Install cachier with:

pip install cachier

For the latest version supporting Python 2.7 please use:

pip install 'cachier==1.2.8'
  • Pure Python.
  • Compatible with Python 3.8+ (Python 2.7 was discontinued in version 1.2.8).
  • Supported and tested on Linux, OS X and Windows.
  • A simple interface.
  • Defining "shelf life" for cached values.
  • Local caching using pickle files.
  • Cross-machine caching using MongoDB.
  • Thread-safety.

Cachier is NOT:

  • Meant as a transient cache. Python's @lru_cache is better.
  • Especially fast. It is meant to replace function calls that take more than... a second, say (overhead is around 1 millisecond).

Cachier provides a decorator which you can wrap around your functions to give them a persistent cache. The positional and keyword arguments to the wrapped function must be hashable (i.e. Python's immutable built-in objects, not mutable containers). Also, notice that since objects which are instances of user-defined classes are hashable but all compare unequal (their hash value is their id), equal objects across different sessions will not yield identical keys.

You can add a default, pickle-based, persistent cache to your function - meaning it will last across different Python kernels calling the wrapped function - by decorating it with the cachier decorator (notice the ()!).

from cachier import cachier

@cachier()
def foo(arg1, arg2):
  """Your function now has a persistent cache mapped by argument values!"""
  return {'arg1': arg1, 'arg2': arg2}

Class and object methods can also be cached. Cachier will automatically ignore the self parameter when determining the cache key for an object method. This means that methods will be cached across all instances of an object, which may not be what you want.

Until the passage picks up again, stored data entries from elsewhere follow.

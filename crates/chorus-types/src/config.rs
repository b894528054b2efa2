//! Runtime configuration.
//!
//! [`RuntimeConfig`] holds the few knobs the plugin runtime exposes. It
//! accepts both `snake_case` and `camelCase` field names via
//! `#[serde(alias)]`, and can be read from JSON or TOML.

use serde::{Deserialize, Serialize};

use crate::error::{Result, RuntimeError};

/// Default soft limit for appended listeners per event.
pub const DEFAULT_MAX_LISTENERS: usize = 64;

/// Default soft limit for prepended listeners per event.
pub const DEFAULT_MAX_PREPENDED_LISTENERS: usize = 64;

/// Default middleware continuation depth.
pub const DEFAULT_MAX_MIDDLEWARE_DEPTH: usize = 64;

/// Tunable limits for a chorus runtime.
#[derive(Debug, Clone, PartialEq, Eq, Serialize, Deserialize)]
pub struct RuntimeConfig {
    /// Soft limit for appended listeners per event name.
    ///
    /// Exceeding it logs a warning; see [`trim_on_overflow`](Self::trim_on_overflow).
    #[serde(default = "default_max_listeners", alias = "maxListeners")]
    pub max_listeners: usize,

    /// Soft limit for prepended listeners per event name.
    #[serde(
        default = "default_max_prepended_listeners",
        alias = "maxPrependedListeners"
    )]
    pub max_prepended_listeners: usize,

    /// When set, the oldest appended listener is removed once the soft
    /// limit is exceeded instead of only warning.
    #[serde(default, alias = "trimOnOverflow")]
    pub trim_on_overflow: bool,

    /// Maximum number of middleware steps a single dispatch may run.
    #[serde(
        default = "default_max_middleware_depth",
        alias = "maxMiddlewareDepth"
    )]
    pub max_middleware_depth: usize,
}

fn default_max_listeners() -> usize {
    DEFAULT_MAX_LISTENERS
}

fn default_max_prepended_listeners() -> usize {
    DEFAULT_MAX_PREPENDED_LISTENERS
}

fn default_max_middleware_depth() -> usize {
    DEFAULT_MAX_MIDDLEWARE_DEPTH
}

impl Default for RuntimeConfig {
    fn default() -> Self {
        Self {
            max_listeners: default_max_listeners(),
            max_prepended_listeners: default_max_prepended_listeners(),
            trim_on_overflow: false,
            max_middleware_depth: default_max_middleware_depth(),
        }
    }
}

impl RuntimeConfig {
    /// Parse and validate a config from a JSON string.
    pub fn from_json_str(input: &str) -> Result<Self> {
        let config: Self = serde_json::from_str(input)?;
        config.validate()?;
        Ok(config)
    }

    /// Parse and validate a config from a TOML string.
    pub fn from_toml_str(input: &str) -> Result<Self> {
        let config: Self = toml::from_str(input)?;
        config.validate()?;
        Ok(config)
    }

    /// Reject limits that would make the runtime unusable.
    pub fn validate(&self) -> Result<()> {
        if self.max_listeners == 0 {
            return Err(RuntimeError::ConfigInvalid {
                reason: "max_listeners must be at least 1".into(),
            });
        }
        if self.max_prepended_listeners == 0 {
            return Err(RuntimeError::ConfigInvalid {
                reason: "max_prepended_listeners must be at least 1".into(),
            });
        }
        if self.max_middleware_depth == 0 {
            return Err(RuntimeError::ConfigInvalid {
                reason: "max_middleware_depth must be at least 1".into(),
            });
        }
        Ok(())
    }
}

from cachier import cachier

class Foo():
  @staticmethod
  @cachier()
  def good_static_usage(arg_1, arg_2):
    return arg_1 + arg_2

  # Instance method does not depend on object's internal state, so good to cache
  @cachier()
  def good_usage_1(self, arg_1, arg_2):
    return arg_1 + arg_2

  # Instance method is calling external service, probably okay to cache
  @cachier()
  def good_usage_2(self, arg_1, arg_2):
    result = self.call_api(arg_1, arg_2)
    return result

  # Instance method relies on object attribute, NOT good to cache
  @cachier()
  def bad_usage(self, arg_1, arg_2):
    return arg_1 + arg_2 + self.arg_3

The Cachier wrapper adds a clear_cache() function to each wrapped function. To reset the cache of the wrapped function simply call this method:

foo.clear_cache()

Settings can be globally configured across all Cachier wrappers through the use of the set_default_params function. This function takes the same keyword parameters as the ones defined in the decorator, which can be passed all at once or with multiple calls. Parameters given directly to a decorator take precedence over any values set by this function.

The following parameters will only be applied to decorators defined after set_default_params is called:

  • hash_func
  • backend
  • mongetter
  • cache_dir
  • pickle_reload
  • separate_files

These parameters can be changed at any time and they will apply to all decorators:

  • allow_none
  • caching_enabled
  • stale_after
  • next_time
  • wait_for_calc_timeout

The current defaults can be fetched by calling get_default_params.

To limit the number of threads Cachier is allowed to spawn, set the CACHIER_MAX_WORKERS with the desired number. The default is 8, so to enable Cachier to spawn even more threads, you'll have to set a higher limit explicitly.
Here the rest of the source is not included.